Пять лет назад, 1990-й год.

Прошло два месяца с тех пор, как Леха за решеткой. Два месяца, как воздух стал тяжелее, а дни — одинаковее, будто время скатилось в жвачку, вонючую, грязную, растянутую до рвоты. Никто нас к нему не пускал. Мы стучались, просили, звонили — в ответ либо молчание, либо грязные взгляды с прищуром, как будто мы не друзья, а соучастники, сраные шавки, которые забыли, что место у мусорного бака. Всех все устраивало. Никто даже не притворялся, что слушает. Нас выгоняли, как псов, с проходной, с приемной, с улиц, где раньше нам кивали, а теперь плюют под ноги. И плевать было не им. Плевать стало нам. За это короткое вонючее время нас с пятерых осталось трое. Двое вылетели — один в мертвые, второй в зону. В оба случая — без обратного билета. Каждый день выжигал мозги как лампа в допросной, все хуже, все острее, как будто сама жизнь проверяла нас на вшивость, на глотку, на остатки яиц. Я потерял двух братьев. Не друзей, не просто своих — именно братьев. Людей, с которыми рос, с кем делили по последнему рублю, кто за тебя мог встать грудью, и кому ты сам готов был отдать легкое. Один — с ножом в печени, второй — с приговором на пятнадцать мать его лет. Пятнадцать. Пока он там, я здесь. И я не знаю, когда мы снова встретимся, и встретимся ли вообще. Нас теперь считают мусором. Не в форме, не по профессии — по факту. Грязью. Сучьими друзьями. Лузерами. Отбросами. Мы, блядь, для всех теперь "те самые", за кем остаются следы крови и строка в газете. И знаешь что? Пошли они все нахуй. Со своими мнениями, взглядами, осуждением и страхами. Мы все еще стоим. А они — прячутся. Мы встретились с Серым и Костяном, как раньше, как в добрые дохуя плохие времена. Сидели во дворе, напротив сараев, где когда-то курили по первому, где были пацанами, а не теми, кем нас теперь зовут. Сгоревшее небо, воздух с гарью, бетон под жопой холодный, как чувство внутри.
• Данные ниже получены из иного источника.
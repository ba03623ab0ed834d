// src/web/mod.rs

pub mod handlers;
pub mod types;

pub use types::*;

use crate::agent::AgentController;
use crate::config::AppConfig;
use crate::store::{Credentials, CredentialsStore, JobRecord, JobStore};
use anyhow::Result;
use rocket::fairing::{Fairing, Info, Kind};
use rocket::http::{Header, Status};
use rocket::response::status::{BadRequest, Custom};
use rocket::serde::json::Json;
use rocket::{catchers, get, options, post, routes, Build, Request, Response, Rocket, State};
use tracing::info;

// CORS Fairing
pub struct Cors;

#[rocket::async_trait]
impl Fairing for Cors {
    fn info(&self) -> Info {
        Info {
            name: "Add CORS headers to responses",
            kind: Kind::Response,
        }
    }

    async fn on_response<'r>(&self, _request: &'r Request<'_>, response: &mut Response<'r>) {
        response.set_header(Header::new("Access-Control-Allow-Origin", "*"));
        response.set_header(Header::new(
            "Access-Control-Allow-Methods",
            "POST, GET, OPTIONS",
        ));
        response.set_header(Header::new("Access-Control-Allow-Headers", "*"));
        response.set_header(Header::new("Access-Control-Allow-Credentials", "true"));
    }
}

#[get("/")]
pub async fn index() -> Json<MessageResponse> {
    handlers::index_handler().await
}

#[get("/jobs")]
pub async fn get_jobs(jobs: &State<JobStore>) -> Json<Vec<JobRecord>> {
    handlers::get_jobs_handler(jobs).await
}

#[post("/agent/start")]
pub async fn start_agent(
    controller: &State<AgentController>,
) -> Result<Json<MessageResponse>, BadRequest<Json<ErrorDetail>>> {
    handlers::start_agent_handler(controller).await
}

#[post("/agent/stop")]
pub async fn stop_agent(
    controller: &State<AgentController>,
) -> Result<Json<MessageResponse>, BadRequest<Json<ErrorDetail>>> {
    handlers::stop_agent_handler(controller).await
}

#[get("/agent/status")]
pub async fn agent_status(controller: &State<AgentController>) -> Json<AgentStatusResponse> {
    handlers::agent_status_handler(controller).await
}

#[post("/api/linkedin/credentials", data = "<request>")]
pub async fn set_credentials(
    request: Json<Credentials>,
    credentials: &State<CredentialsStore>,
) -> Result<Json<MessageResponse>, Custom<Json<ErrorDetail>>> {
    handlers::set_credentials_handler(request, credentials).await
}

#[get("/api/linkedin/credentials/status")]
pub async fn credentials_status(
    credentials: &State<CredentialsStore>,
) -> Json<CredentialsStatusResponse> {
    handlers::credentials_status_handler(credentials).await
}

#[options("/<_..>")]
pub async fn options() -> Status {
    Status::Ok
}

// Error catchers
#[rocket::catch(404)]
pub fn not_found() -> Json<ErrorDetail> {
    Json(ErrorDetail::new("Not Found"))
}

#[rocket::catch(500)]
pub fn internal_error() -> Json<ErrorDetail> {
    Json(ErrorDetail::new("Internal server error"))
}

/// Build the Rocket instance with stores and the agent controller managed as
/// shared state. Split out from the launch path so tests can drive it with a
/// local client.
pub fn rocket(config: &AppConfig) -> Result<Rocket<Build>> {
    let jobs = JobStore::new(config.jobs_path());
    let credentials = CredentialsStore::new(config.credentials_path());
    let controller = AgentController::new(config, jobs.clone(), credentials.clone())?;

    Ok(rocket::build()
        .attach(Cors)
        .manage(jobs)
        .manage(credentials)
        .manage(controller)
        .register("/", catchers![not_found, internal_error])
        .mount(
            "/",
            routes![
                index,
                get_jobs,
                start_agent,
                stop_agent,
                agent_status,
                set_credentials,
                credentials_status,
                options,
            ],
        ))
}

// Main server start function
pub async fn start_web_server(config: AppConfig) -> Result<()> {
    config.ensure_directories().await?;

    info!("Starting LinkedIn Job Crawler API server");
    info!("Jobs file: {}", config.jobs_path().display());
    info!("Credentials file: {}", config.credentials_path().display());

    let _rocket = rocket(&config)?.launch().await?;

    Ok(())
}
— Как там батя, Шурка? — спросил Костян, щурясь, как от боли, хотя спрашивал по-человечески, без жалости. — Все по-старому, — процедил я сквозь зубы, затянувшись, — ничерта он не завязал, под диваном бутылки валяются, паленая дрянь, от которой стены пахнут гнилью. — А где он бабки на это берет? — вспылил Серый, выпрямившись. — У Толика, — буркнул я. — Сучий сын, по ночам с киоска ворует, приносит в гараж, батю моего зовет как собутыльника. Прям как в гости. Только вместо закуски — запах ссанья и плесени. — Так мудака надо на место ставить, — сказал Костян и плюнул в сторону, — без логова оставить, чтоб некуда было ни бухло притащить, ни бате морду в стакане утопить. Я зыркнул на него, не поняв, откуда такой план. — Сарай его где? — жестко, без шуток, спросил он. Я посмотрел, прищурился. И ухмыльнулся. Что-то в этой идее зашевелилось. Что-то правильное. Не по закону, но по совести. А совесть у нас — не в книжках. Она в поступках. И иногда, чтоб остаться человеком, надо дать кому-то обосраться. И сейчас это был именно тот случай.
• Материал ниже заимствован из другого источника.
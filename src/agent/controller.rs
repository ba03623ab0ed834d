// src/agent/controller.rs
use super::crawler::Crawler;
use super::{AgentState, AgentStatus};
use crate::config::AppConfig;
use crate::store::{CredentialsStore, JobStore};
use anyhow::Result;
use chrono::{DateTime, Utc};
use std::sync::{Arc, Mutex, MutexGuard};
use std::time::Duration;
use tokio::sync::Notify;
use tracing::{error, info};

/// Controller for the background crawl loop.
///
/// All lifecycle state lives behind one mutex inside this controller and is
/// only touched through its methods; request handlers and the loop task share
/// the controller by cloning it. Cancellation is cooperative: `stop()` sets a
/// flag and wakes the sleeper, and the loop observes it at cycle boundaries
/// only. An in-flight HTTP call is never interrupted and may complete after a
/// stop request.
#[derive(Debug, Clone)]
pub struct AgentController {
    inner: Arc<Mutex<AgentInner>>,
    crawler: Crawler,
    jobs: JobStore,
    credentials: CredentialsStore,
    interval: Duration,
}

#[derive(Debug)]
struct AgentInner {
    state: AgentState,
    last_job_count: usize,
    total_jobs_searched: usize,
    start_time: Option<DateTime<Utc>>,
    cancelled: bool,
    notify: Arc<Notify>,
}

impl AgentController {
    pub fn new(config: &AppConfig, jobs: JobStore, credentials: CredentialsStore) -> Result<Self> {
        Ok(Self {
            inner: Arc::new(Mutex::new(AgentInner {
                state: AgentState::Stopped,
                last_job_count: 0,
                total_jobs_searched: 0,
                start_time: None,
                cancelled: false,
                notify: Arc::new(Notify::new()),
            })),
            crawler: Crawler::new(config)?,
            jobs,
            credentials,
            interval: config.crawl_interval,
        })
    }

    /// Launch the background loop and return immediately.
    ///
    /// Allowed from `Stopped` and from `Error` (an errored loop does not
    /// auto-restart; this is the external restart path).
    pub fn start(&self) -> Result<()> {
        {
            let mut inner = self.lock();
            if inner.state.is_active() {
                anyhow::bail!("Agent is already running");
            }
            inner.state = AgentState::Running;
            inner.start_time = Some(Utc::now());
            inner.total_jobs_searched = 0;
            inner.cancelled = false;
            // Fresh signal: a wakeup stored by a stop request that raced a
            // previous run cannot leak into this one.
            inner.notify = Arc::new(Notify::new());
        }

        let worker = self.clone();
        tokio::spawn(async move { worker.run_loop().await });
        info!("Agent started");
        Ok(())
    }

    /// Signal the loop to stop and return immediately; does not wait for the
    /// loop to exit.
    pub fn stop(&self) -> Result<()> {
        let mut inner = self.lock();
        if !inner.state.is_active() {
            anyhow::bail!("Agent is not running");
        }
        inner.cancelled = true;
        let notify = inner.notify.clone();
        drop(inner);

        notify.notify_one();
        info!("Agent stop requested");
        Ok(())
    }

    pub fn status(&self) -> AgentStatus {
        let inner = self.lock();
        let running_time = match inner.start_time {
            Some(start) if inner.state.is_active() => Some(format_running_time(start)),
            _ => None,
        };

        AgentStatus {
            state: inner.state.clone(),
            job_count: inner.last_job_count,
            total_jobs_searched: inner.total_jobs_searched,
            running_time,
            start_time: inner.start_time,
        }
    }

    async fn run_loop(&self) {
        info!("Agent loop started");

        loop {
            if self.is_cancelled() {
                break;
            }

            self.set_state(AgentState::Searching);

            let existing = self.jobs.load().await;
            {
                let mut inner = self.lock();
                inner.last_job_count = existing.len();
            }

            let credentials = self.credentials.load().await;
            let outcome = self.crawler.run_cycle(&credentials).await;

            {
                let mut inner = self.lock();
                inner.total_jobs_searched += outcome.searched;
            }

            let (merged, inserted) = JobStore::merge(existing, outcome.found);
            if inserted > 0 {
                if let Err(e) = self.jobs.save(&merged).await {
                    error!("Agent loop failed: {:#}", e);
                    let mut inner = self.lock();
                    inner.state = AgentState::Error(format!("{:#}", e));
                    inner.start_time = None;
                    return;
                }
                info!(
                    "Inserted {} new job records ({} total)",
                    inserted,
                    merged.len()
                );
            }

            {
                let mut inner = self.lock();
                inner.last_job_count = merged.len();
            }

            self.set_state(AgentState::Waiting);
            let notify = self.lock().notify.clone();
            tokio::select! {
                _ = notify.notified() => {}
                _ = tokio::time::sleep(self.interval) => {}
            }
        }

        let mut inner = self.lock();
        inner.state = AgentState::Stopped;
        inner.start_time = None;
        info!("Agent loop stopped");
    }

    fn set_state(&self, state: AgentState) {
        self.lock().state = state;
    }

    fn is_cancelled(&self) -> bool {
        self.lock().cancelled
    }

    fn lock(&self) -> MutexGuard<'_, AgentInner> {
        self.inner.lock().expect("agent state lock poisoned")
    }
}

fn format_running_time(start: DateTime<Utc>) -> String {
    let secs = (Utc::now() - start).num_seconds().max(0);
    format!("{:02}:{:02}:{:02}", secs / 3600, (secs % 3600) / 60, secs % 60)
}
Мы легко нашли сарай этого ублюдка. Толик, блядь, не отличался умом или инстинктом самосохранения — все как у настоящего ссыкуна: дешевый замок, дырявый шифер, и жирная уверенность в том, что раз ментура его не трогает, то и все остальные обойдут. Только он забыл, что есть такие, как мы. Мы не ходим в форме, мы не пишем рапорты, мы не подаем заявления. Мы просто знаем, когда настало время выровнять баланс. На улице темнело, как будто сама ночь знала, что сегодня будет жарко. Мы с Костяном и Серым шли молча, без лишнего шума, как умеют идти только те, кто давно не верит в закон, но еще не окончательно плевал на справедливость. Ветер гонял пыль по асфальту, воняло гарью, как будто город сам начал гнить изнутри. Мы подошли к сараю, как к вражеской территории, без страха, но с уважением к делу — не в первый раз, не из баловства, а потому что так надо. Серый вынул из рюкзака бутылку — бензин и тряпка внутри, как в кино, только в кино никто потом не несет это в себе всю жизнь. Мы подожгли фитиль, и он полыхнул, как будто сам сарай захотел сгореть, как будто устал вонять и принимать в себя ворованное. Огонь пошел по доскам быстро, с хрустом, как по сухим нервам. Стены застонали, будто в них было что-то живое, что знало, что сейчас конец. Костян выдохнул:

— Ну все, Толян, ебана твоя хата. И справедливо, сука.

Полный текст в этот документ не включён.